Friday, July 30, 2010

Not so random kindness

I took the kids to town this morning - we went to the library first and then to Sam's Club to start the grocery shopping. We had a great time at the library and everyone found books they were excited about. Scooter, especially, as she'd been looking for a particular book for a very long time and she finally found it this morning.


Then we went to Sam's and that's where it all started to go downhill...


First I crunched my thumb in the door of the van; don't ask me how, just know that I'm seriously klutzy and manage to injure myself in small ways on a pretty regular basis. So while it wasn't a major injury, it set the tone for our entire Sam's experience today.


The kids were getting a little out of hand, so I put Pookie in the seat of the cart and told Midge that he needed to have one hand on the cart at all times. Pibb had a little more attitude than I generally like in a shopping partner, but was mostly well behaved. Scooter was enthusiastic and eagerly ran back to grab the million and one things I needed from aisles we'd already been through. The Boy wandered off almost immediately to look at books and video games, so he was no help at all.


It was pretty early in the day so most of the "snack stands" weren't up and running yet. The kids love to shop at Sam's because there are almost always samples to be had. Today there were only a couple and none of them was stellar. Even our local bakery only had one kind (compared to the usual 6-8) of bread to sample - spinach feta. I loved it, most of the kids were ambivalent, except Scooter, who hated it.
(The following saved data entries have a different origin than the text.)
use thiserror::Error;

/// 应用程序错误类型
#[derive(Debug, Error)]
pub enum AppError {
    /// 导入错误（压缩包 / 单张图片）
    #[error("导入错误: {0}")]
    Ingest(#[from] IngestError),
    /// 图像增强服务错误
    #[error("增强服务错误: {0}")]
    Enhance(#[from] EnhanceError),
    /// 结果保存错误
    #[error("保存错误: {0}")]
    Save(#[from] SaveError),
    /// 配置错误
    #[error("配置错误: {0}")]
    Config(#[from] ConfigError),
}

/// 导入错误
///
/// 对当前这次导入是终止性的，注册表保持原样
#[derive(Debug, Error)]
pub enum IngestError {
    /// 压缩包中没有任何受支持的图片
    #[error("压缩包中没有可用的图片: {archive}")]
    EmptyArchive { archive: String },

    /// 压缩包或图片无法解析
    #[error("无法读取 {name}: {message}")]
    Decode { name: String, message: String },

    /// 既不是压缩包也不是受支持的图片格式
    #[error("不支持的文件类型: {name}")]
    UnsupportedFormat { name: String },

    /// 批处理进行中，拒绝替换页面
    #[error("正在处理中，无法导入新文件")]
    Busy,

    /// 文件读取失败
    #[error("读取文件失败 ({path}): {source}")]
    Io {
        path: String,
        #[source]
        source: std::io::Error,
    },
}

/// 图像增强错误
///
/// 只影响当前这一页，批处理继续
#[derive(Debug, Error)]
pub enum EnhanceError {
    /// 服务没有返回任何候选结果
    #[error("服务未返回任何候选结果")]
    NoCandidates,

    /// 服务只返回了文字，没有图片
    #[error("服务未返回图片: {text}")]
    NonImageResponse { text: String },

    /// 服务返回了非 2xx 响应
    #[error("API返回错误响应 (状态码: {status}): {body}")]
    Api { status: u16, body: String },

    /// 网络 / 传输层失败
    #[error("API请求失败 ({endpoint}): {source}")]
    Transport {
        endpoint: String,
        #[source]
        source: reqwest::Error,
    },

    /// 返回的图片数据无法解析
    #[error("图片数据无效: {0}")]
    InvalidPayload(String),
}

/// 结果保存错误
#[derive(Debug, Error)]
pub enum SaveError {
    /// 写入文件失败
    #[error("写入文件失败 ({path}): {source}")]
    WriteFailed {
        path: String,
        #[source]
        source: std::io::Error,
    },

    /// base64 解码失败
    #[error("图片数据解码失败 ({name}): {source}")]
    DecodeFailed {
        name: String,
        #[source]
        source: base64::DecodeError,
    },

    /// 压缩包写入失败
    #[error("写入压缩包失败 ({path}): {source}")]
    ArchiveFailed {
        path: String,
        #[source]
        source: zip::result::ZipError,
    },

    /// 没有任何已完成的页面可导出
    #[error("没有已完成的页面可导出")]
    NothingToExport,
}

/// 配置错误
#[derive(Debug, Error)]
pub enum ConfigError {
    /// 缺少 API 密钥
    #[error("环境变量 {var_name} 不存在，无法调用增强服务")]
    MissingApiKey { var_name: String },

    /// 配置文件解析失败
    #[error("配置文件解析失败 ({path}): {message}")]
    FileParseFailed { path: String, message: String },

    /// 配置值不合法
    #[error("配置无效: {0}")]
    Invalid(String),
}

// ========== 便捷构造函数 ==========

impl IngestError {
    /// 创建解析失败错误
    pub fn decode(name: impl Into<String>, message: impl std::fmt::Display) -> Self {
        IngestError::Decode {
            name: name.into(),
            message: message.to_string(),
        }
    }

    /// 创建文件读取错误
    pub fn io(path: impl Into<String>, source: std::io::Error) -> Self {
        IngestError::Io {
            path: path.into(),
            source,
        }
    }
}

impl EnhanceError {
    /// 创建传输层错误
    pub fn transport(endpoint: impl Into<String>, source: reqwest::Error) -> Self {
        EnhanceError::Transport {
            endpoint: endpoint.into(),
            source,
        }
    }
}

// ========== Result 类型别名 ==========

/// 应用程序结果类型
pub type AppResult<T> = Result<T, AppError>;

#[cfg(test)]
mod tests {
    use super::*;

    #[test]
    fn test_empty_archive_message_names_archive() {
        let err = IngestError::EmptyArchive {
            archive: "chapter01.zip".to_string(),
        };
        assert!(err.to_string().contains("chapter01.zip"));
    }

    #[test]
    fn test_app_error_wraps_source() {
        let err: AppError = EnhanceError::NoCandidates.into();
        assert!(matches!(err, AppError::Enhance(EnhanceError::NoCandidates)));
        assert!(err.to_string().starts_with("增强服务错误"));
    }
}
They were disappointed that they didn't get very many snacks and within minutes a chorus of, "Mom, I'm hungry!" could be heard throughout the store.


After what seemed like hours (but in truth was only about 50 minutes), we finally finished shopping and I steered our dangerously overloaded cart to the registers, being very careful not to knock loaves of bread or boxes of granola bars off the stack and onto the floor. The registers were surprising busy considering the very few cars in the parking lot. We waited in line for several minutes before a cashier opened another register and motioned us over.


Now, with so many of us and so many groceries, I've developed a system for getting things onto the belt and back into the cart without smashing the bread or eggs and while keeping all the items that will go into the coolers together. I like my system. It works for me. The cashier opted not to listen to me and when I told her that I preferred to do it my way, her response was a snappish, "Just give me the bread. I won't squish it!" She wasn't specifically rude to me during the rest of my transaction, but it was clear she was unhappy.



As we walked away I was thinking about how rude she was and how much it bothered me. On the way home I snapped at Mr. Wonderful (over the phone) about how much of a jerk she'd been and how upset I was about it. Later, I thought more about it and realized that yeah, she'd been a jerk, but I hadn't been much better. I didn't smile at her after she ticked me off, I didn't wish her a better afternoon or give her so much as a "have a nice day."

I feel bad about it. Because whether it's a long term illness of a loved one or just a lousy "I smashed my thumb in my car door" kind of day, everyone is struggling with something, everyone has stress and crap and personal issues to deal with. And everyone could use a random smile and kind sentiment.